//! Document store provider trait definition.
//!
//! This module defines the abstract interface for document store operations,
//! allowing for different backend implementations (OpenSearch, Elasticsearch,
//! in-memory fakes for tests).

use async_trait::async_trait;
use serde_json::Value;

use crate::errors::DocumentStoreError;
use crate::types::BulkIndexSummary;
use docstore_shared::{Document, Fields, IndexSpec, SearchQuery, SearchResponse};

/// Abstracts the underlying document search service.
///
/// Every method is a single round trip to the service. Implementations are
/// injected into `DocumentStoreClient`, which adds validation, deadlines and
/// logging on top; providers only translate calls and classify failures.
///
/// # Thread Safety
///
/// All implementations must be `Send + Sync` so one provider can serve
/// concurrent calls from many tasks.
///
/// # Error Handling
///
/// Service rejections are classified into `DocumentStoreError` kinds. Transport
/// failures are reported as `ConnectionError`.
#[async_trait]
pub trait DocumentStoreProvider: Send + Sync {
    /// Liveness probe.
    ///
    /// # Returns
    ///
    /// * `Ok(true)` - The service answered the probe successfully
    /// * `Ok(false)` - The service answered with a failure status
    /// * `Err(DocumentStoreError)` - The probe could not be sent
    async fn ping(&self) -> Result<bool, DocumentStoreError>;

    /// Fetch cluster name and version information.
    async fn cluster_info(&self) -> Result<Value, DocumentStoreError>;

    /// Create an index with the given mapping.
    ///
    /// # Returns
    ///
    /// * `Ok(())` - If the index was created
    /// * `Err(DocumentStoreError::IndexCreationError)` - If the index already exists
    ///   or the service rejected the mapping
    async fn create_index(&self, spec: &IndexSpec) -> Result<(), DocumentStoreError>;

    /// Delete an index and all of its documents.
    ///
    /// # Returns
    ///
    /// * `Ok(())` - If the index was deleted
    /// * `Err(DocumentStoreError::NotFound)` - If the index does not exist
    async fn delete_index(&self, index: &str) -> Result<(), DocumentStoreError>;

    /// Check whether an index exists.
    async fn index_exists(&self, index: &str) -> Result<bool, DocumentStoreError>;

    /// Make all prior writes to the index visible to search.
    async fn refresh_index(&self, index: &str) -> Result<(), DocumentStoreError>;

    /// Index a single document, replacing any document with the same id.
    ///
    /// # Returns
    ///
    /// * `Ok(String)` - The id of the stored document (service-assigned if the
    ///   document had none)
    /// * `Err(DocumentStoreError::IndexingError)` - If the service rejected it
    async fn index_document(
        &self,
        index: &str,
        document: &Document,
    ) -> Result<String, DocumentStoreError>;

    /// Index many documents in one request.
    ///
    /// Per-item failures are reported in the summary. Only failures of the
    /// request as a whole are returned as `Err`.
    async fn bulk_index(
        &self,
        index: &str,
        documents: &[Document],
    ) -> Result<BulkIndexSummary, DocumentStoreError>;

    /// Fetch a document by id.
    ///
    /// # Returns
    ///
    /// * `Ok(Document)` - The stored document with its id
    /// * `Err(DocumentStoreError::NotFound)` - If the document or index is absent
    async fn get_document(&self, index: &str, id: &str) -> Result<Document, DocumentStoreError>;

    /// Merge `fields` into an existing document.
    ///
    /// # Returns
    ///
    /// * `Ok(())` - If the document was updated
    /// * `Err(DocumentStoreError::NotFound)` - If the document does not exist
    /// * `Err(DocumentStoreError::UpdateError)` - For any other rejection
    async fn update_document(
        &self,
        index: &str,
        id: &str,
        fields: &Fields,
    ) -> Result<(), DocumentStoreError>;

    /// Delete a document.
    ///
    /// # Returns
    ///
    /// * `Ok(())` - If the document was deleted
    /// * `Err(DocumentStoreError::NotFound)` - If the document does not exist
    /// * `Err(DocumentStoreError::DeleteError)` - For any other rejection
    async fn delete_document(&self, index: &str, id: &str) -> Result<(), DocumentStoreError>;

    /// Execute a search and return the service's result set unmodified.
    ///
    /// # Returns
    ///
    /// * `Ok(SearchResponse)` - The raw result set
    /// * `Err(DocumentStoreError::QueryError)` - If the query is malformed
    /// * `Err(DocumentStoreError::NotFound)` - If the index does not exist
    async fn search(
        &self,
        index: &str,
        query: &SearchQuery,
    ) -> Result<SearchResponse, DocumentStoreError>;

    /// Count documents in the index, optionally restricted by a query.
    async fn count_documents(
        &self,
        index: &str,
        query: Option<&SearchQuery>,
    ) -> Result<u64, DocumentStoreError>;
}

# [Directions]
Repeat the listing exactly, from its first line to its last.

# [Task solution]
//! Document store provider trait definition.
//!
//! This module defines the abstract interface for document store operations,
//! allowing for different backend implementations (OpenSearch, Elasticsearch,
//! in-memory fakes for tests).

use async_trait::async_trait;
use serde_json::Value;

use crate::errors::DocumentStoreError;
use crate::types::BulkIndexSummary;
use docstore_shared::{Document, Fields, IndexSpec, SearchQuery, SearchResponse};

/// Abstracts the underlying document search service.
///
/// Every method is a single round trip to the service. Implementations are
/// injected into `DocumentStoreClient`, which adds validation, deadlines and
/// logging on top; providers only translate calls and classify failures.
///
/// # Thread Safety
///
/// All implementations must be `Send + Sync` so one provider can serve
/// concurrent calls from many tasks.
///
/// # Error Handling
///
/// Service rejections are classified into `DocumentStoreError` kinds. Transport
/// failures are reported as `ConnectionError`.
#[async_trait]
pub trait DocumentStoreProvider: Send + Sync {
    /// Liveness probe.
    ///
    /// # Returns
    ///
    /// * `Ok(true)` - The service answered the probe successfully
    /// * `Ok(false)` - The service answered with a failure status
    /// * `Err(DocumentStoreError)` - The probe could not be sent
    async fn ping(&self) -> Result<bool, DocumentStoreError>;

    /// Fetch cluster name and version information.
    async fn cluster_info(&self) -> Result<Value, DocumentStoreError>;

    /// Create an index with the given mapping.
    ///
    /// # Returns
    ///
    /// * `Ok(())` - If the index was created
    /// * `Err(DocumentStoreError::IndexCreationError)` - If the index already exists
    ///   or the service rejected the mapping
    async fn create_index(&self, spec: &IndexSpec) -> Result<(), DocumentStoreError>;

    /// Delete an index and all of its documents.
    ///
    /// # Returns
    ///
    /// * `Ok(())` - If the index was deleted
    /// * `Err(DocumentStoreError::NotFound)` - If the index does not exist
    async fn delete_index(&self, index: &str) -> Result<(), DocumentStoreError>;

    /// Check whether an index exists.
    async fn index_exists(&self, index: &str) -> Result<bool, DocumentStoreError>;

    /// Make all prior writes to the index visible to search.
    async fn refresh_index(&self, index: &str) -> Result<(), DocumentStoreError>;

    /// Index a single document, replacing any document with the same id.
    ///
    /// # Returns
    ///
    /// * `Ok(String)` - The id of the stored document (service-assigned if the
    ///   document had none)
    /// * `Err(DocumentStoreError::IndexingError)` - If the service rejected it
    async fn index_document(
        &self,
        index: &str,
        document: &Document,
    ) -> Result<String, DocumentStoreError>;

    /// Index many documents in one request.
    ///
    /// Per-item failures are reported in the summary. Only failures of the
    /// request as a whole are returned as `Err`.
    async fn bulk_index(
        &self,
        index: &str,
        documents: &[Document],
    ) -> Result<BulkIndexSummary, DocumentStoreError>;

    /// Fetch a document by id.
    ///
    /// # Returns
    ///
    /// * `Ok(Document)` - The stored document with its id
    /// * `Err(DocumentStoreError::NotFound)` - If the document or index is absent
    async fn get_document(&self, index: &str, id: &str) -> Result<Document, DocumentStoreError>;

    /// Merge `fields` into an existing document.
    ///
    /// # Returns
    ///
    /// * `Ok(())` - If the document was updated
    /// * `Err(DocumentStoreError::NotFound)` - If the document does not exist
    /// * `Err(DocumentStoreError::UpdateError)` - For any other rejection
    async fn update_document(
        &self,
        index: &str,
        id: &str,
        fields: &Fields,
    ) -> Result<(), DocumentStoreError>;

    /// Delete a document.
    ///
    /// # Returns
    ///
    /// * `Ok(())` - If the document was deleted
    /// * `Err(DocumentStoreError::NotFound)` - If the document does not exist
    /// * `Err(DocumentStoreError::DeleteError)` - For any other rejection
    async fn delete_document(&self, index: &str, id: &str) -> Result<(), DocumentStoreError>;

    /// Execute a search and return the service's result set unmodified.
    ///
    /// # Returns
    ///
    /// * `Ok(SearchResponse)` - The raw result set
    /// * `Err(DocumentStoreError::QueryError)` - If the query is malformed
    /// * `Err(DocumentStoreError::NotFound)` - If the index does not exist
    async fn search(
        &self,
        index: &str,
        query: &SearchQuery,
    ) -> Result<SearchResponse, DocumentStoreError>;

    /// Count documents in the index, optionally restricted by a query.
    async fn count_documents(
        &self,
        index: &str,
        query: Option<&SearchQuery>,
    ) -> Result<u64, DocumentStoreError>;
}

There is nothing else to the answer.